Definition of Aerobics:

Using the same large muscle group, rhythmically, for a period of 15 to 20 minutes or longer while maintaining 60-80% of your maximum heart rate.

Think of aerobic activity as being long in duration yet medium in intensity. Aerobic activities include: walking, biking, jogging, swimming, aerobic classes and cross-country skiing. Anaerobic activity is short in duration and high in intensity. Anaerobic activities include: racquetball, downhill skiing, weight lifting, sprinting, softball, soccer and football.

Aerobic means with air or oxygen. You should be able to carry on a short conversation while doing aerobic exercise. If you are gasping for air while talking, you are probably working anaerobically. When you work anaerobically, you will tire faster and are more likely to experience sore muscles after exercise is over.

Avoid the Aerobic Curve

The aerobic curve occurs when you begin exercising, increase your intensity level, hit the high point and gradually decrease your intensity level.
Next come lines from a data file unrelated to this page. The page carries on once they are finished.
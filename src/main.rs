use anyhow::{Context, Result};
use clap::Parser;
use job_board::cli::{handle_command, JobBoardCli};
use job_board::core::ConfigManager;
use std::fs::OpenOptions;
use std::sync::Mutex;
use tracing::info;

use tracing_subscriber::layer::SubscriberExt;
use tracing_subscriber::util::SubscriberInitExt;
use tracing_subscriber::{fmt, EnvFilter};

#[tokio::main]
async fn main() -> Result<()> {
    let cli = JobBoardCli::parse();
    let config = ConfigManager::load()?;

    // Stdout belongs to the page, logs go to a file
    let file = OpenOptions::new()
        .create(true)
        .write(true)
        .truncate(true)
        .open(&config.logging.log_path)
        .with_context(|| {
            format!(
                "Failed to open log file {}",
                config.logging.log_path.display()
            )
        })?;

    let filter = EnvFilter::try_from_default_env()
        .or_else(|_| EnvFilter::try_new(&config.logging.filter))
        .context("Invalid log filter")?;

    tracing_subscriber::registry()
        .with(
            fmt::layer()
                .json()
                .with_writer(Mutex::new(file))
                .with_current_span(false)
                .with_span_list(false),
        )
        .with(filter)
        .init();

    info!("Starting job board client");
    info!("Environment: {}", config.environment);
    info!("API: {}", config.service.api_url);

    handle_command(cli, config).await
}
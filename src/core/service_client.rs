// src/core/service_client.rs
//! HTTP client for the job board API: external search proxy plus the saved-jobs store

use anyhow::{Context, Result};
use async_trait::async_trait;
use reqwest::{Response, Url};
use tracing::{error, info, trace};

use crate::jobs::{JobId, JobRecord, JobSource, JobStore};

const EXTERNAL_JOBS_ENDPOINT: &[&str] = &["api", "externalJobs"];
const GET_JOBS_ENDPOINT: &[&str] = &["api", "getJobs"];
const ADD_JOB_ENDPOINT: &[&str] = &["api", "addJob"];
const DELETE_JOB_ENDPOINT: &[&str] = &["api", "deleteJob"];

pub struct ServiceClient {
    client: reqwest::Client,
    base_url: Url,
}

impl ServiceClient {
    /// Create a client for `base_url`. Without a timeout requests wait indefinitely.
    pub fn new(base_url: &str, timeout_seconds: Option<u64>) -> Result<Self> {
        let base_url =
            Url::parse(base_url).with_context(|| format!("Invalid API base URL: {}", base_url))?;
        if base_url.cannot_be_a_base() {
            anyhow::bail!("API base URL cannot carry a path: {}", base_url);
        }

        let mut builder = reqwest::Client::builder();
        if let Some(secs) = timeout_seconds {
            builder = builder.timeout(std::time::Duration::from_secs(secs));
        }
        let client = builder.build().context("Failed to create HTTP client")?;

        Ok(Self { client, base_url })
    }

    pub fn base_url(&self) -> &Url {
        &self.base_url
    }

    /// Build `{base}/{endpoint...}/{extra...}`, percent-encoding each segment.
    fn endpoint_url(&self, endpoint: &[&str], extra: &[&str]) -> Result<Url> {
        let mut url = self.base_url.clone();
        url.path_segments_mut()
            .map_err(|_| anyhow::anyhow!("API base URL cannot carry a path: {}", self.base_url))?
            .pop_if_empty()
            .extend(endpoint)
            .extend(extra);
        Ok(url)
    }

    async fn ensure_success(response: Response, action: &str) -> Result<Response> {
        let status = response.status();
        trace!("{} response status: {}", action, status);

        if status.is_success() {
            return Ok(response);
        }

        let error_text = response
            .text()
            .await
            .unwrap_or_else(|_| "Unknown error".to_string());
        error!("{} failed with status {}: {}", action, status, error_text);
        anyhow::bail!("{} failed with status {}: {}", action, status, error_text)
    }

    async fn get_jobs(&self, url: Url, action: &str) -> Result<Vec<JobRecord>> {
        info!("{}: GET {}", action, url);

        let response = self
            .client
            .get(url.clone())
            .send()
            .await
            .with_context(|| format!("Failed to GET from {}", url))?;

        let jobs: Vec<JobRecord> = Self::ensure_success(response, action)
            .await?
            .json()
            .await
            .with_context(|| format!("Failed to parse jobs from {}", url))?;

        info!("{}: received {} jobs", action, jobs.len());
        Ok(jobs)
    }
}

#[async_trait]
impl JobSource for ServiceClient {
    async fn search(&self, keyword: &str) -> Result<Vec<JobRecord>> {
        let url = self.endpoint_url(EXTERNAL_JOBS_ENDPOINT, &[keyword])?;
        self.get_jobs(url, "Fetching external jobs").await
    }
}

#[async_trait]
impl JobStore for ServiceClient {
    async fn list_jobs(&self) -> Result<Vec<JobRecord>> {
        let url = self.endpoint_url(GET_JOBS_ENDPOINT, &[])?;
        self.get_jobs(url, "Fetching saved jobs").await
    }

    async fn add_job(&self, job: &JobRecord) -> Result<()> {
        let url = self.endpoint_url(ADD_JOB_ENDPOINT, &[])?;
        trace!("Saving job '{}' to {}", job.title(), url);

        let response = self
            .client
            .post(url.clone())
            .json(job)
            .send()
            .await
            .with_context(|| format!("Failed to POST to {}", url))?;

        Self::ensure_success(response, "Saving job").await?;
        Ok(())
    }

    async fn delete_job(&self, id: &JobId) -> Result<()> {
        let id = id.to_string();
        let url = self.endpoint_url(DELETE_JOB_ENDPOINT, &[id.as_str()])?;
        info!("Deleting job {}: DELETE {}", id, url);

        let response = self
            .client
            .delete(url.clone())
            .send()
            .await
            .with_context(|| format!("Failed to DELETE {}", url))?;

        Self::ensure_success(response, "Deleting job").await?;
        Ok(())
    }
}
// SPDX-License-Identifier: Apache-2.0

//! Pull-based byte input with a single byte of lookahead.
//!
//! The parser only ever needs to look one byte ahead, so [`ByteStream`] keeps
//! no buffer beyond that slot. Reading one byte at a time from an unbuffered
//! source is slow; wrap files and sockets in [`std::io::BufReader`].

use std::io::{self, Read};

use crate::ParseError;

/// Returns `true` for the four JSON whitespace bytes.
pub(crate) const fn is_json_whitespace(byte: u8) -> bool {
    matches!(byte, b' ' | b'\n' | b'\r' | b'\t')
}

/// A byte source with peek-then-consume access.
///
/// `None` from [`peek`](Self::peek) or [`next`](Self::next) means end of
/// input. I/O errors other than [`io::ErrorKind::Interrupted`] are reported as
/// [`ParseError::ReaderError`].
#[derive(Debug)]
pub struct ByteStream<R> {
    reader: R,
    /// `Some(None)` caches an observed end of input.
    peeked: Option<Option<u8>>,
}

impl<R: Read> ByteStream<R> {
    pub fn new(reader: R) -> Self {
        Self {
            reader,
            peeked: None,
        }
    }

    /// Returns the wrapped reader. A peeked byte, if any, is lost.
    pub fn into_inner(self) -> R {
        self.reader
    }

    fn read_byte(&mut self) -> Result<Option<u8>, ParseError> {
        let mut buf = [0u8; 1];
        loop {
            match self.reader.read(&mut buf) {
                Ok(0) => return Ok(None),
                Ok(_) => return Ok(Some(buf[0])),
                Err(e) if e.kind() == io::ErrorKind::Interrupted => continue,
                Err(e) => return Err(e.into()),
            }
        }
    }

    /// Looks at the next byte without consuming it.
    pub fn peek(&mut self) -> Result<Option<u8>, ParseError> {
        match self.peeked {
            Some(byte) => Ok(byte),
            None => {
                let byte = self.read_byte()?;
                self.peeked = Some(byte);
                Ok(byte)
            }
        }
    }

    /// Consumes and returns the next byte.
    pub fn next(&mut self) -> Result<Option<u8>, ParseError> {
        match self.peeked.take() {
            Some(byte) => Ok(byte),
            None => self.read_byte(),
        }
    }

    /// Consumes whitespace, then consumes and returns the first other byte.
    pub fn next_non_whitespace(&mut self) -> Result<Option<u8>, ParseError> {
        loop {
            match self.next()? {
                Some(byte) if is_json_whitespace(byte) => continue,
                other => return Ok(other),
            }
        }
    }

    /// Consumes whitespace, then peeks at the first other byte.
    pub fn peek_non_whitespace(&mut self) -> Result<Option<u8>, ParseError> {
        loop {
            match self.peek()? {
                Some(byte) if is_json_whitespace(byte) => {
                    self.next()?;
                }
                other => return Ok(other),
            }
        }
    }

    /// Consumes the next byte and fails unless it equals `expected`.
    pub fn expect(&mut self, expected: u8) -> Result<(), ParseError> {
        match self.next()? {
            Some(byte) if byte == expected => Ok(()),
            _ => Err(ParseError::UnexpectedCharacter),
        }
    }
}

#[cfg(test)]
mod tests {
    use super::*;
    use crate::chunk_reader::ChunkReader;
    use test_log::test;

    #[test]
    fn peek_does_not_consume() {
        let mut stream = ByteStream::new(&b"ab"[..]);
        assert_eq!(stream.peek(), Ok(Some(b'a')));
        assert_eq!(stream.peek(), Ok(Some(b'a')));
        assert_eq!(stream.next(), Ok(Some(b'a')));
        assert_eq!(stream.next(), Ok(Some(b'b')));
        assert_eq!(stream.peek(), Ok(None));
        assert_eq!(stream.next(), Ok(None));
        assert_eq!(stream.next(), Ok(None));
    }

    #[test]
    fn whitespace_skipping() {
        let mut stream = ByteStream::new(&b" \t\r\n x \n"[..]);
        assert_eq!(stream.peek_non_whitespace(), Ok(Some(b'x')));
        assert_eq!(stream.next_non_whitespace(), Ok(Some(b'x')));
        assert_eq!(stream.next_non_whitespace(), Ok(None));
    }

    #[test]
    fn expect_checks_byte() {
        let mut stream = ByteStream::new(&b":;"[..]);
        assert_eq!(stream.expect(b':'), Ok(()));
        assert_eq!(stream.expect(b':'), Err(ParseError::UnexpectedCharacter));
        assert_eq!(stream.expect(b':'), Err(ParseError::UnexpectedCharacter));
    }

    #[test]
    fn chunked_source_reads_every_byte() {
        let mut stream = ByteStream::new(ChunkReader::new(b"hello", 2));
        let mut seen = Vec::new();
        while let Some(b) = stream.next().unwrap() {
            seen.push(b);
        }
        assert_eq!(seen, b"hello");
    }

    struct FailingReader;

    impl Read for FailingReader {
        fn read(&mut self, _buf: &mut [u8]) -> io::Result<usize> {
            Err(io::Error::new(io::ErrorKind::ConnectionReset, "reset"))
        }
    }

    #[test]
    fn reader_errors_surface() {
        let mut stream = ByteStream::new(FailingReader);
        assert_eq!(
            stream.next(),
            Err(ParseError::ReaderError(io::ErrorKind::ConnectionReset))
        );
    }

    struct InterruptOnce {
        interrupted: bool,
    }

    impl Read for InterruptOnce {
        fn read(&mut self, buf: &mut [u8]) -> io::Result<usize> {
            if !self.interrupted {
                self.interrupted = true;
                return Err(io::Error::from(io::ErrorKind::Interrupted));
            }
            buf[0] = b'7';
            Ok(1)
        }
    }

    #[test]
    fn interrupted_reads_are_retried() {
        let mut stream = ByteStream::new(InterruptOnce { interrupted: false });
        assert_eq!(stream.next(), Ok(Some(b'7')));
    }
}
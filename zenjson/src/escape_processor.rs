// SPDX-License-Identifier: Apache-2.0

use core::fmt;

use crate::parse_error::ParseError;

/// Radix of the four digits following `\u`.
#[cfg(feature = "hex-unicode-escapes")]
pub(crate) const UNICODE_ESCAPE_RADIX: u32 = 16;
#[cfg(feature = "decimal-unicode-escapes")]
pub(crate) const UNICODE_ESCAPE_RADIX: u32 = 10;

/// Pure functions for escape processing, shared by the string scanner and
/// the output side.
pub(crate) struct EscapeProcessor;

impl EscapeProcessor {
    /// Process a simple escape sequence character and return the unescaped byte.
    ///
    /// `u` is not a simple escape and is rejected here like any other unknown
    /// character; the caller handles it before reaching this function.
    pub fn process_simple_escape(escape_char: u8) -> Result<u8, ParseError> {
        match escape_char {
            b'n' => Ok(b'\n'),
            b't' => Ok(b'\t'),
            b'r' => Ok(b'\r'),
            b'\\' => Ok(b'\\'),
            b'"' => Ok(b'"'),
            b'/' => Ok(b'/'),
            b'b' => Ok(0x08), // Backspace
            b'f' => Ok(0x0C), // Form feed
            _ => Err(ParseError::UnrecognisedEscapeSequence),
        }
    }

    /// Validate one digit of a `\u` escape and return its numeric value.
    ///
    /// Accepts hex digits, or only `0`-`9` when built with
    /// `decimal-unicode-escapes`.
    pub fn validate_unicode_digit(byte: u8) -> Result<u32, ParseError> {
        char::from(byte)
            .to_digit(UNICODE_ESCAPE_RADIX)
            .ok_or(ParseError::UnexpectedCharacter)
    }

    /// Fold the four digits of a `\u` escape into a code unit.
    ///
    /// In decimal mode this is `d0*1000 + d1*100 + d2*10 + d3`.
    pub fn unicode_code_unit(digits: [u8; 4]) -> Result<u32, ParseError> {
        digits.iter().try_fold(0u32, |acc, &byte| {
            Ok(acc * UNICODE_ESCAPE_RADIX + Self::validate_unicode_digit(byte)?)
        })
    }

    /// Check if a Unicode codepoint is a high surrogate (0xD800-0xDBFF)
    pub fn is_high_surrogate(codepoint: u32) -> bool {
        (0xD800..=0xDBFF).contains(&codepoint)
    }

    /// Check if a Unicode codepoint is a low surrogate (0xDC00-0xDFFF)
    pub fn is_low_surrogate(codepoint: u32) -> bool {
        (0xDC00..=0xDFFF).contains(&codepoint)
    }

    /// Combine a high and low surrogate pair into a single Unicode codepoint
    pub fn combine_surrogate_pair(high: u32, low: u32) -> Result<u32, ParseError> {
        if !Self::is_high_surrogate(high) || !Self::is_low_surrogate(low) {
            return Err(ParseError::InvalidUnicodeCodepoint);
        }
        Ok(0x10000 + ((high & 0x3FF) << 10) + (low & 0x3FF))
    }

    /// The output escape for `ch`, if it needs one.
    ///
    /// The solidus is accepted as an escape on input but written verbatim.
    pub fn escape_for_output(ch: char) -> Option<&'static str> {
        match ch {
            '"' => Some("\\\""),
            '\\' => Some("\\\\"),
            '\u{08}' => Some("\\b"),
            '\u{0C}' => Some("\\f"),
            '\n' => Some("\\n"),
            '\r' => Some("\\r"),
            '\t' => Some("\\t"),
            _ => None,
        }
    }
}

/// Tracks `\u` escapes within one string literal so surrogate pairs written
/// as two consecutive escapes decode to one code point.
#[derive(Debug, Default)]
pub(crate) struct UnicodeEscapeCollector {
    pending_high_surrogate: Option<u32>,
}

impl UnicodeEscapeCollector {
    pub fn new() -> Self {
        Self::default()
    }

    /// Feed one decoded `\u` code unit.
    ///
    /// Returns the finished character, or `None` when a high surrogate is held
    /// back waiting for its low half.
    pub fn push_code_unit(&mut self, code_unit: u32) -> Result<Option<char>, ParseError> {
        let codepoint = match self.pending_high_surrogate.take() {
            Some(high) => EscapeProcessor::combine_surrogate_pair(high, code_unit)?,
            None if EscapeProcessor::is_high_surrogate(code_unit) => {
                self.pending_high_surrogate = Some(code_unit);
                return Ok(None);
            }
            None if EscapeProcessor::is_low_surrogate(code_unit) => {
                return Err(ParseError::InvalidUnicodeCodepoint);
            }
            None => code_unit,
        };
        char::from_u32(codepoint)
            .map(Some)
            .ok_or(ParseError::InvalidUnicodeCodepoint)
    }

    /// Fails if a high surrogate is still waiting for its low half.
    pub fn ensure_no_pending(&self) -> Result<(), ParseError> {
        match self.pending_high_surrogate {
            Some(_) => Err(ParseError::InvalidUnicodeCodepoint),
            None => Ok(()),
        }
    }
}

/// Displays a string as a quoted JSON string literal with the minimal escape
/// set applied.
pub(crate) struct JsonStr<'a>(pub &'a str);

impl fmt::Display for JsonStr<'_> {
    fn fmt(&self, f: &mut fmt::Formatter<'_>) -> fmt::Result {
        use fmt::Write;

        f.write_char('"')?;
        let mut run_start = 0;
        for (i, ch) in self.0.char_indices() {
            if let Some(escape) = EscapeProcessor::escape_for_output(ch) {
                f.write_str(&self.0[run_start..i])?;
                f.write_str(escape)?;
                run_start = i + ch.len_utf8();
            }
        }
        f.write_str(&self.0[run_start..])?;
        f.write_char('"')
    }
}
The goal when exercising aerobically is to hit your target heart rate and maintain it for the entire exercise session. This works the heart muscle more effectively and burns more calories. Think of riding a bike, running or swimming - you start, hit your pace (or target zone), then you maintain your pace until the cool down. As your heart becomes conditioned, you will have to work harder to reach the target zone. Less conditioned athletes will reach their target zones quickly because their heart muscle isn't used to the workload.

Exercise Frequency

Fitness is an ongoing process and requires consistent reinforcement. The world healthy organization advises we do 1 hour of exercise every day to maintain health benefits. This can be accumulated throughout the day e.g. walking ot work, taking the stairs instead of the lift, talking a lunch walk, etc.

To maintain your current level of fitness you should do aerobic exercise at least 2 times a week. To increase your level of fitness, you should be exercising 3-4 times per week. Try to combine aerobic, resistance (using weights or body weight) and stretching during your workout for maximal benefits.